There are many methods that may be employed to remove acidic components (primarily H2S and CO2) and other impurities from hydrocarbon streams. The available methods may be broadly categorized as those depending on chemical reaction, absorption, adsorption or permeation. Processes employing each of these techniques will be described.

6.1.1 Definition
Acid Gases
H2S combined with water forms sulfuric acid. CO2 combined with water forms carbonic acid.
Both are undesirable because they cause corrosion and reduce heating value and sales value.
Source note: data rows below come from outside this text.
// This Source Code Form is subject to the terms of the Mozilla Public
// License, v. 2.0. If a copy of the MPL was not distributed with this
// file, You can obtain one at https://mozilla.org/MPL/2.0/.

//! The `SeekHead` index: a list of (element id, position) pairs pointing
//! at the top-level elements of a segment.

use super::ids::ElementId;
use super::{element_id, parent_id, read_uint};
use crate::element::{read_payload, Dialect, ElementArena, ElementIndex, Header, TypeId};
use crate::sizes::{self, EBML_MAX_ID_WIDTH};
use crate::walker::{walk, Action, WalkEnd};
use crate::{Error, Result, Session, ToU64, TryVec};
use log::debug;
use std::io::{Read, Seek};

#[derive(Debug, Clone, Copy, Default)]
struct SeekEntry {
    id: Option<u32>,
    position: Option<u64>,
}

/// Read the `Seek` entries of one SeekHead as (id, position relative to
/// the segment data).
fn read_entries<R: Read + Seek>(session: &mut Session<'_, R>, header: &Header) -> Result<TryVec<(u32, u64)>> {
    let mut entries: TryVec<SeekEntry> = TryVec::new();
    let within = Some(TypeId::Ebml(ElementId::SeekHead.into()));
    let end = walk(session, Dialect::Ebml, within, header.data_range(), |session, visit| {
        let in_seek = parent_id(visit) == Some(ElementId::Seek);
        Ok(match element_id(&visit.header) {
            ElementId::Seek => {
                entries.push(SeekEntry::default())?;
                visit.children()
            },
            ElementId::SeekId if in_seek => {
                let bytes = read_payload(&mut session.src, &visit.header, EBML_MAX_ID_WIDTH.to_u64())?;
                let (id, width) = sizes::decode_ebml_id(&bytes)?;
                if width.to_u64() != visit.header.data_size {
                    return Err(Error::InvalidData("SeekID is not a single element id"));
                }
                if let Some(entry) = entries.last_mut() {
                    entry.id = Some(id);
                }
                Action::Skip
            },
            ElementId::SeekPosition if in_seek => {
                let position = read_uint(session, &visit.header)?;
                if let Some(entry) = entries.last_mut() {
                    entry.position = Some(position);
                }
                Action::Skip
            },
            _ => Action::Skip,
        })
    })?;
    if end == WalkEnd::Truncated {
        return Err(Error::Inconsistent("SeekHead is damaged"));
    }

    let mut complete = TryVec::new();
    for entry in entries.iter() {
        match (entry.id, entry.position) {
            (Some(id), Some(position)) => complete.push((id, position))?,
            _ => debug!("ignoring incomplete Seek entry {entry:?}"),
        }
    }
    Ok(complete)
}

/// Keep `resolved` ordered by element offset after appending `index`.
fn insert_sorted(arena: &ElementArena, resolved: &mut TryVec<ElementIndex>, index: ElementIndex) -> Result<()> {
    let offset = |i: ElementIndex| arena.get(i).map_or(u64::MAX, |e| e.offset);
    resolved.push(index)?;
    let mut i = resolved.len() - 1;
    while i > 0 && offset(resolved[i - 1]) > offset(resolved[i]) {
        resolved.swap(i - 1, i);
        i -= 1;
    }
    Ok(())
}

/// Follow the SeekHead at `seek_head`, and any SeekHeads it points to, and
/// read the header of every element they list.
///
/// The result holds materialized elements ordered by offset; two entries
/// naming the same element both appear. Every entry is checked against the
/// element found at its position, and any disagreement between the index
/// and the file is an error: the caller is expected to drop the whole index
/// and scan the segment instead. Chains of SeekHeads are bounded only by
/// `max_seek_head_depth`.
pub(crate) fn resolve<R: Read + Seek>(
    session: &mut Session<'_, R>,
    arena: &mut ElementArena,
    segment: ElementIndex,
    segment_header: &Header,
    seek_head: ElementIndex,
) -> Result<TryVec<ElementIndex>> {
    let mut resolved: TryVec<ElementIndex> = TryVec::new();
    let mut heads: TryVec<(ElementIndex, u32)> = TryVec::new();
    heads.push((seek_head, 0))?;

    let mut next = 0;
    while let Some(&(head, depth)) = heads.get(next) {
        next += 1;
        session.check_stop()?;
        let header = arena.materialize(head, Dialect::Ebml, &mut session.src)?;
        let entries = read_entries(session, &header)?;
        for &(id, position) in entries.iter() {
            let offset = segment_header
                .data_offset
                .checked_add(position)
                .filter(|&offset| offset < segment_header.data_end())
                .ok_or(Error::OutOfBounds("seek position outside the segment"))?;
            let index = arena.as_abstract(Some(segment), offset, TypeId::Ebml(id), None)?;
            if ElementId::from(id) == ElementId::SeekHead {
                if depth + 1 > session.config.max_seek_head_depth {
                    return Err(Error::Inconsistent("SeekHead chain nested too deeply"));
                }
                heads.push((index, depth + 1))?;
            }
            insert_sorted(arena, &mut resolved, index)?;
        }
    }

    for &index in resolved.iter() {
        session.check_stop()?;
        session.count_element()?;
        arena.materialize(index, Dialect::Ebml, &mut session.src)?;
    }
    debug!("SeekHead resolved {} elements", resolved.len());
    Ok(resolved)
}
H2S is poisonous and may be lethal.
Sour Gas:
Sour gas is defined as natural gas with H2S and other sulfur compounds.
Sweet Gas:
Sweet gas is defined as natural gas without H2S and other sulfur compounds.
Acid gases Partial Pressure:
Partial pressure is used as an indicator if treatment is required. Partial pressure is defined as
PP = (total pressure of system) x ( mol% of gas)
where CO2 is present with water, a partial pressure >30 psia, would indicate CO2 corrosion might be expected. Below 15 psia, would indicate CO2 corrosion would not normally be a problem although inhibition may be required.
Factors that influence CO2 corrosion are those directly related to solubility, that is, temperature, pressure, and composition of the water. Increased pressure increases solubility and increased temperature decreases solubility.
H2S may cause sulfide stress cracking due to hydrogen embrittlement in certain metals. H2S partial pressure >0.05 psia, necessitates treating.

6.1.2 Safety Precautions
Hydrogen sulfide is a highly toxic gas. At concentrations as low as 10 ppmv irritation of the eyes, nose, and throat is possible. The human nose can detect hydrogen sulfide in concentrations as low as 0.02 ppmv. However, the human sense of smell cannot be relied on to detect hazardous concentrations of hydrogen sulfide. Higher concentrations and extended exposure to hydrogen sulfide will desensitize the sense of smell. The concentrations required for different reactions by the human body are:
1. Threshold limit value (TLV) for prolonged exposure: 10 ppmv
2. Slight symptoms after several hours exposure: 10-100 ppmv
3. Maximum concentration that can be inhaled for one hour without serious effects such as significant eye and respiratory irritation: 200-300 ppmv
4. Dangerous after exposure of 30 minutes to one hour: 500-700 ppmv
5. Fatal in less than 30 minutes: 700-900 ppmv and above.
6. Death in minutes: greater than 1000 ppmv

Hydrogen sulfide is highly flammable and will combust in air at concentrations from 4.3 to 46.0 volume percent. Hydrogen sulfide vapors are heavier than air and may migrate considerable distances to a source of ignition.
When H2S concentrations are well above the ppmv level, other sulfur species can be present. These compounds include carbon disulfide (CS2), mercaptans (RSH), and sulfides (RSR), in addition to elemental sulfur. If CO2 is present as well, the gas may contain trace amounts of carbonyl sulfide (COS). The major source of COS typically is formation during regeneration of molecular-sieve beds used in dehydration (see Chapter 5).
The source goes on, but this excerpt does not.